Quindi, l'effetto dei vulcani sul clima è dovuto al pulviscolo emesso ed è sempre di raffreddamento. Un effetto che, ovviamente, dipende dall'intensità dell'eruzione. La potenza di un vulcano si misura su una scala detta VEI (Volcanic Explosivity Index) che va da 0 a 8 e che, come le scale usate per i terremoti, è logaritmica. Ovvero, va su di un fattore 10 per ogni tacca. Il vulcano islandese ha un VEI non molto alto. Da quello che si legge sulla stampa, pare che sia intorno a 2-3. Non è di più di quello di altre eruzioni recenti, tipo quelle dell'Etna di qualche anno fa. Il problema è più che altro nel fatto che il pulviscolo emesso è andato a finire in zone abitate e zone agricole in Europa - queste ultime potrebbero riceverne danni non piccoli. C'è un post recente su The Oil Drum di David Summers ("Heading Out") che va a esaminare la questione. E' probabile, comunque, che se non succede niente di nuovo, questa eruzione non avrà effetti importanti - anche se potrebbe fare grossi danni al traffico aereo.

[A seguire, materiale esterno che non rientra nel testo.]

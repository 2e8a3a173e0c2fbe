// Copyright 2025-present Harīṣh Tummalachērla
// SPDX-License-Identifier: Apache-2.0

//! Utility functions for string processing.

#[cfg(feature = "fold-diacritics")]
use unicode_normalization::UnicodeNormalization;

/// Normalize a raw query: trim surrounding whitespace, then fold case.
///
/// Inner whitespace is left alone. The whole-word tier splits on it, and
/// the exact tier must see the query the way the user typed it.
pub fn normalize(value: &str) -> String {
    fold_case(value.trim())
}

/// Lowercase a catalog field for matching.
///
/// With the `fold-diacritics` feature, combining marks are stripped too:
/// - "validação" → "validacao"
/// - "código" → "codigo"
///
/// # Algorithm (with fold-diacritics)
///
/// 1. NFD normalize (decompose characters into base + combining marks)
/// 2. Filter out combining marks
/// 3. Lowercase
#[cfg(feature = "fold-diacritics")]
pub fn fold_case(value: &str) -> String {
    value
        .nfd()
        .filter(|c| !is_combining_mark(*c))
        .collect::<String>()
        .to_lowercase()
}

/// Lowercase a catalog field for matching.
#[cfg(not(feature = "fold-diacritics"))]
pub fn fold_case(value: &str) -> String {
    value.to_lowercase()
}

/// Check if a character is a combining mark (diacritic).
#[cfg(feature = "fold-diacritics")]
fn is_combining_mark(c: char) -> bool {
    matches!(c,
        '\u{0300}'..='\u{036F}' |  // Combining Diacritical Marks
        '\u{1AB0}'..='\u{1AFF}' |  // Combining Diacritical Marks Extended
        '\u{1DC0}'..='\u{1DFF}' |  // Combining Diacritical Marks Supplement
        '\u{20D0}'..='\u{20FF}' |  // Combining Diacritical Marks for Symbols
        '\u{FE20}'..='\u{FE2F}'    // Combining Half Marks
    )
}

/// Length in Unicode scalar values, not bytes.
///
/// Every length threshold in the matchers counts characters, so "ção" is
/// three long even though it is five bytes of UTF-8.
#[inline]
pub fn char_len(value: &str) -> usize {
    value.chars().count()
}
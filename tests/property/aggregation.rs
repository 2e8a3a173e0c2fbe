//! Laws of the catalog walk, for any catalog and any matcher.

use super::common::catalog_labels;
use proptest::prelude::*;
use toolscout::{search, Catalog, CatalogEntry, Matcher, Query, SubsequenceMatcher, TieredMatcher};

fn word() -> impl Strategy<Value = String> {
    prop::string::string_regex("[a-fA-F]{1,8}").unwrap()
}

fn catalog_strategy() -> impl Strategy<Value = Catalog> {
    let entry = (
        prop::collection::vec(word(), 1..4).prop_map(|w| w.join(" ")),
        prop::collection::vec(word(), 0..5).prop_map(|w| w.join(" ")),
        prop::sample::select(vec!["GERADORES", "VALIDADORES", "CONVERSORES", "CONSULTAS"]),
    );
    prop::collection::vec(entry, 0..16).prop_map(|entries| {
        Catalog::from_entries(entries.into_iter().enumerate().map(
            |(i, (name, description, category))| {
                CatalogEntry::new(format!("tool-{i}"), name, description, category)
            },
        ))
        .unwrap()
    })
}

fn query_strategy() -> impl Strategy<Value = String> {
    prop::string::string_regex("[a-fA-F ]{0,7}").unwrap()
}

/// Exactly the entries the matcher accepts, in catalog order, grouped.
fn assert_sound_and_complete<M: Matcher>(
    catalog: &Catalog,
    matcher: &M,
    raw_query: &str,
) -> Result<(), TestCaseError> {
    let result = search(catalog, matcher, raw_query);
    let query = Query::parse(raw_query);

    let expected: Vec<&str> = catalog
        .entries()
        .filter(|e| query.is_empty() || matcher.matches(e.search_text(), &query))
        .map(|e| e.id())
        .collect();
    let actual: Vec<&str> = result.entries().map(|e| e.id()).collect();
    prop_assert_eq!(actual, expected);

    for group in result.groups() {
        prop_assert!(!group.entries.is_empty(), "empty group {}", group.label);
        prop_assert!(group.entries.iter().all(|e| e.category() == group.label));
    }
    Ok(())
}

proptest! {
    #![proptest_config(ProptestConfig::with_cases(200))]

    #[test]
    fn prop_empty_query_returns_full_catalog(catalog in catalog_strategy(), pad in " {0,3}") {
        for result in [
            search(&catalog, &TieredMatcher::default(), &pad),
            search(&catalog, &SubsequenceMatcher, &pad),
        ] {
            prop_assert_eq!(result.len(), catalog.len());
            prop_assert_eq!(result.labels().collect::<Vec<_>>(), catalog_labels(&catalog));
        }
    }

    #[test]
    fn prop_overlay_sound_and_complete(catalog in catalog_strategy(), query in query_strategy()) {
        assert_sound_and_complete(&catalog, &TieredMatcher::default(), &query)?;
    }

    #[test]
    fn prop_sidebar_sound_and_complete(catalog in catalog_strategy(), query in query_strategy()) {
        assert_sound_and_complete(&catalog, &SubsequenceMatcher, &query)?;
    }

    #[test]
    fn prop_idempotent(catalog in catalog_strategy(), query in query_strategy()) {
        let matcher = TieredMatcher::default();
        let first = serde_json::to_string(&search(&catalog, &matcher, &query)).unwrap();
        let second = serde_json::to_string(&search(&catalog, &matcher, &query)).unwrap();
        prop_assert_eq!(first, second);
    }

    #[test]
    fn prop_group_order_follows_catalog(catalog in catalog_strategy(), query in query_strategy()) {
        let result = search(&catalog, &SubsequenceMatcher, &query);
        let declared = catalog_labels(&catalog);
        let positions: Vec<usize> = result
            .labels()
            .filter_map(|label| declared.iter().position(|d| *d == label))
            .collect();
        prop_assert_eq!(positions.len(), result.groups().len());
        prop_assert!(positions.windows(2).all(|w| w[0] < w[1]));
    }

    #[test]
    fn prop_exact_substring_of_name_always_matches(
        catalog in catalog_strategy(),
        start in 0usize..6,
        len in 1usize..4,
    ) {
        let matcher = TieredMatcher::default();
        for entry in catalog.entries() {
            let slice: String = entry.name().chars().skip(start).take(len).collect();
            if slice.trim().is_empty() {
                continue;
            }
            let result = search(&catalog, &matcher, &slice);
            prop_assert!(result.contains(entry.id()), "{:?} should find {}", slice, entry.id());
        }
    }
}
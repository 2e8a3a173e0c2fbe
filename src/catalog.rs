// Copyright 2025-present Harīṣh Tummalachērla
// SPDX-License-Identifier: Apache-2.0

//! Loading a catalog from JSON.
//!
//! The file is a single object mapping category labels to entry lists. Key
//! order in the file is the declared category order:
//!
//! ```json
//! {
//!   "GERADORES": [
//!     {"id": "cpf-generator", "name": "Gerador CPF", "description": "Gera CPFs válidos"}
//!   ],
//!   "VALIDADORES": [
//!     {"id": "cpf-validator", "name": "Validador CPF"}
//!   ]
//! }
//! ```
//!
//! `id` is required. A missing or null `name`/`description` loads as an empty
//! string so one sloppy entry matches fewer queries instead of failing the
//! whole catalog. A label that appears twice is a
//! [`CatalogError::DuplicateCategory`].

use crate::error::CatalogError;
use crate::types::{Catalog, CatalogEntry};
use serde::de::{self, Deserializer, IgnoredAny, MapAccess, SeqAccess, Visitor};
use serde::Deserialize;
use std::fmt;
use std::path::Path;

#[derive(Deserialize, Debug)]
struct RawEntry {
    id: String,
    #[serde(default)]
    name: Option<String>,
    #[serde(default)]
    description: Option<String>,
}

/// Top-level document, with every `label: [entries]` pair kept in file order.
///
/// Read as a raw list of pairs rather than a map so a repeated label reaches
/// the builder instead of overwriting the earlier list.
enum RawCatalog {
    Categories(Vec<(String, Vec<RawEntry>)>),
    NotAnObject,
}

impl<'de> Deserialize<'de> for RawCatalog {
    fn deserialize<D: Deserializer<'de>>(deserializer: D) -> Result<Self, D::Error> {
        deserializer.deserialize_any(RawCatalogVisitor)
    }
}

struct RawCatalogVisitor;

impl<'de> Visitor<'de> for RawCatalogVisitor {
    type Value = RawCatalog;

    fn expecting(&self, f: &mut fmt::Formatter) -> fmt::Result {
        f.write_str("an object mapping category labels to entry lists")
    }

    fn visit_map<A: MapAccess<'de>>(self, mut map: A) -> Result<RawCatalog, A::Error> {
        let mut categories = Vec::new();
        while let Some(pair) = map.next_entry::<String, Vec<RawEntry>>()? {
            categories.push(pair);
        }
        Ok(RawCatalog::Categories(categories))
    }

    fn visit_seq<A: SeqAccess<'de>>(self, mut seq: A) -> Result<RawCatalog, A::Error> {
        while seq.next_element::<IgnoredAny>()?.is_some() {}
        Ok(RawCatalog::NotAnObject)
    }

    fn visit_bool<E: de::Error>(self, _: bool) -> Result<RawCatalog, E> {
        Ok(RawCatalog::NotAnObject)
    }

    fn visit_i64<E: de::Error>(self, _: i64) -> Result<RawCatalog, E> {
        Ok(RawCatalog::NotAnObject)
    }

    fn visit_u64<E: de::Error>(self, _: u64) -> Result<RawCatalog, E> {
        Ok(RawCatalog::NotAnObject)
    }

    fn visit_f64<E: de::Error>(self, _: f64) -> Result<RawCatalog, E> {
        Ok(RawCatalog::NotAnObject)
    }

    fn visit_str<E: de::Error>(self, _: &str) -> Result<RawCatalog, E> {
        Ok(RawCatalog::NotAnObject)
    }

    fn visit_unit<E: de::Error>(self) -> Result<RawCatalog, E> {
        Ok(RawCatalog::NotAnObject)
    }
}

impl Catalog {
    /// Parse a catalog from its JSON form.
    pub fn from_json_str(json: &str) -> Result<Self, CatalogError> {
        let RawCatalog::Categories(categories) = serde_json::from_str::<RawCatalog>(json)? else {
            return Err(CatalogError::NotAnObject);
        };

        let mut builder = Catalog::builder();
        for (label, entries) in categories {
            builder.declare_category(label.as_str())?;

            for raw in entries {
                if raw.name.is_none() {
                    tracing::warn!(id = %raw.id, category = %label, "catalog entry has no name");
                }
                builder.add(CatalogEntry::new(
                    raw.id,
                    raw.name.unwrap_or_default(),
                    raw.description.unwrap_or_default(),
                    label.as_str(),
                ))?;
            }
        }

        Ok(builder.build())
    }

    /// Read and parse a catalog file.
    pub fn load(path: impl AsRef<Path>) -> Result<Self, CatalogError> {
        let path = path.as_ref();
        let raw = std::fs::read_to_string(path)?;
        let catalog = Self::from_json_str(&raw)?;
        tracing::info!(
            path = %path.display(),
            categories = catalog.categories().len(),
            entries = catalog.len(),
            "loaded catalog"
        );
        Ok(catalog)
    }
}
// Copyright 2025-present Harīṣh Tummalachērla
// SPDX-License-Identifier: Apache-2.0

use clap::Parser;
use tracing_subscriber::EnvFilter;

use toolscout::{
    edit_distance, similarity, Catalog, MatchConfig, MatchResult, Query, SearchSession, Surface,
    TieredMatcher,
};

mod cli;
use cli::display::{
    dim, double_footer, double_header, pad_right, row, section_bot, section_top,
    similarity_colored, themed, tier_badge, title, truncate, BOLD, GREEN, YELLOW,
};
use cli::{Cli, Commands};

/// Environment variable holding the tracing filter directive
const LOG_ENV: &str = "TOOLSCOUT_LOG";

fn main() {
    let cli = Cli::parse();
    init_tracing(cli.verbose);

    let outcome = match cli.command {
        Commands::Search {
            catalog,
            query,
            surface,
            config,
            json,
            explain,
        } => run_search(&catalog, &query, surface.into(), config.as_deref(), json, explain),
        Commands::Inspect { catalog } => run_inspect(&catalog),
        Commands::Distance { a, b } => {
            run_distance(&a, &b);
            Ok(())
        }
    };

    if let Err(e) = outcome {
        eprintln!("❌ {}", e);
        std::process::exit(1);
    }
}

fn init_tracing(verbose: bool) {
    let filter = if verbose {
        EnvFilter::new("toolscout=debug")
    } else {
        EnvFilter::try_from_env(LOG_ENV).unwrap_or_else(|_| EnvFilter::new("warn"))
    };
    tracing_subscriber::fmt()
        .with_env_filter(filter)
        .with_writer(std::io::stderr)
        .with_target(false)
        .init();
}

fn run_search(
    catalog_path: &str,
    raw_query: &str,
    surface: Surface,
    config_path: Option<&str>,
    json: bool,
    explain: bool,
) -> Result<(), Box<dyn std::error::Error>> {
    let catalog = Catalog::load(catalog_path)?;
    let config = match config_path {
        Some(path) => MatchConfig::load(path)?,
        None => MatchConfig::default(),
    };

    let mut session = SearchSession::new(&catalog, surface, config);
    session.set_query(raw_query);

    if json {
        println!("{}", serde_json::to_string_pretty(session.result())?);
        return Ok(());
    }

    // Tiers only mean something for the overlay matcher
    let explainer = (explain && surface == Surface::Overlay).then(|| TieredMatcher::new(config));
    print_result(
        session.result(),
        session.state().query(),
        surface,
        explainer.as_ref(),
    );
    Ok(())
}

fn print_result(
    result: &MatchResult<'_>,
    query: &Query,
    surface: Surface,
    explainer: Option<&TieredMatcher>,
) {
    let surface_name = match surface {
        Surface::Overlay => "overlay",
        Surface::Sidebar => "sidebar",
    };

    println!();
    double_header();
    title(&format!("toolscout · {} · \"{}\"", surface_name, query.as_str()));
    double_footer();
    println!();

    if result.is_empty() {
        println!(
            "  {}",
            themed(YELLOW, &[BOLD], &format!("No results for \"{}\"", query.as_str()))
        );
        println!();
        return;
    }

    for group in result.groups() {
        section_top(&format!("{} ({})", group.label, group.entries.len()));
        for entry in &group.entries {
            let mut line = format!(
                " {} {}",
                pad_right(&themed(GREEN, &[], &truncate(entry.id(), 24)), 24),
                truncate(entry.name(), 34)
            );
            if let Some(matcher) = explainer {
                let tier = matcher.match_tier(entry.search_text(), query);
                line = format!("{} {}", pad_right(&line, 60), tier_badge(tier));
            }
            row(&line);
            if !entry.description().is_empty() {
                row(&format!("   {}", dim(&truncate(entry.description(), 66))));
            }
        }
        section_bot();
    }

    println!(
        "  {} in {} categories",
        themed(GREEN, &[BOLD], &format!("{} matches", result.len())),
        result.groups().len()
    );
    println!();
}

fn run_inspect(catalog_path: &str) -> Result<(), Box<dyn std::error::Error>> {
    let catalog = Catalog::load(catalog_path)?;

    println!();
    double_header();
    title(&format!("CATALOG: {}", truncate(catalog_path, 50)));
    double_footer();
    println!();

    for category in catalog.categories() {
        section_top(&format!("{} ({})", category.label(), category.entries().len()));
        for entry in category.entries() {
            row(&format!(
                " {} {}",
                pad_right(&themed(GREEN, &[], &truncate(entry.id(), 28)), 28),
                truncate(entry.name(), 40)
            ));
        }
        section_bot();
    }

    println!(
        "  {} entries in {} categories",
        catalog.len(),
        catalog.categories().len()
    );
    println!();
    Ok(())
}

fn run_distance(a: &str, b: &str) {
    let a = toolscout::normalize(a);
    let b = toolscout::normalize(b);
    let threshold = MatchConfig::default().similarity_threshold;

    println!("  edit distance: {}", edit_distance(&a, &b));
    println!(
        "  similarity:    {} {}",
        similarity_colored(similarity(&a, &b), threshold),
        dim(&format!("(fuzzy tier accepts > {})", threshold))
    );
}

Tuttavia, ci sono stati dei vulcani ben più potenti del nostro Eyjafjallajokull. Per esempio, il vulcano Laki che è andato in eruzione nel 1783 - sempre in Islanda - ha causato carestie in Europa per via del pulviscolo che ha bloccato la radiazione solare. Potrebbero essere state queste carestie a scatenare la rivoluzione francese, pochi anni dopo. Pare che Laki avesse un VEI=6, ovvero fosse un buon mille volte più potente di Eyjafjallajokull. Sempre in quel periodo, Napoleone era partito per conquistare la Russia proprio nell'anno (1815) dell'esplosione del vulcano Tambora (VEI=7); cosa che ha causato un raffreddamento globale e qualche problema a Napoleone durante la ritirata da Mosca.

Ma ci sono state eruzioni anche molto più potenti di Tambora e quando si arriva a VEI=8 e oltre, si parla di un "supervulcano." Non c'è stato nessun supervulcano in tempi storici. Il più recente è quello noto con il nome di Ouranui, che ha eruttato in Nuova Zelanda 26500 anni fa. Ancora più potente (circa 5 volte tanto) è stata l'eruzione di Toba, a Sumatra, 74000 anni fa (vedi questo link). Non erano tempi storici, ma i nostri antenati "sapiens" esistevano già. Da quello che sappiamo, Ouranui non ha fatto danni agli esseri umani che sembra non esistessero in Nuova Zelanda. Molto peggio ha fatto Toba, che è stato un evento globale. Il raffreddamento che ne è seguito sembra abbia sterminato gran parte degli umani dell'epoca, riducendone il numero a meno di 10000. Tuttavia, per quanto tremenda sia stata l'eruzione di Toba, il suo effetto si vede appena nei record climatici, come si vede per esempio a questo link.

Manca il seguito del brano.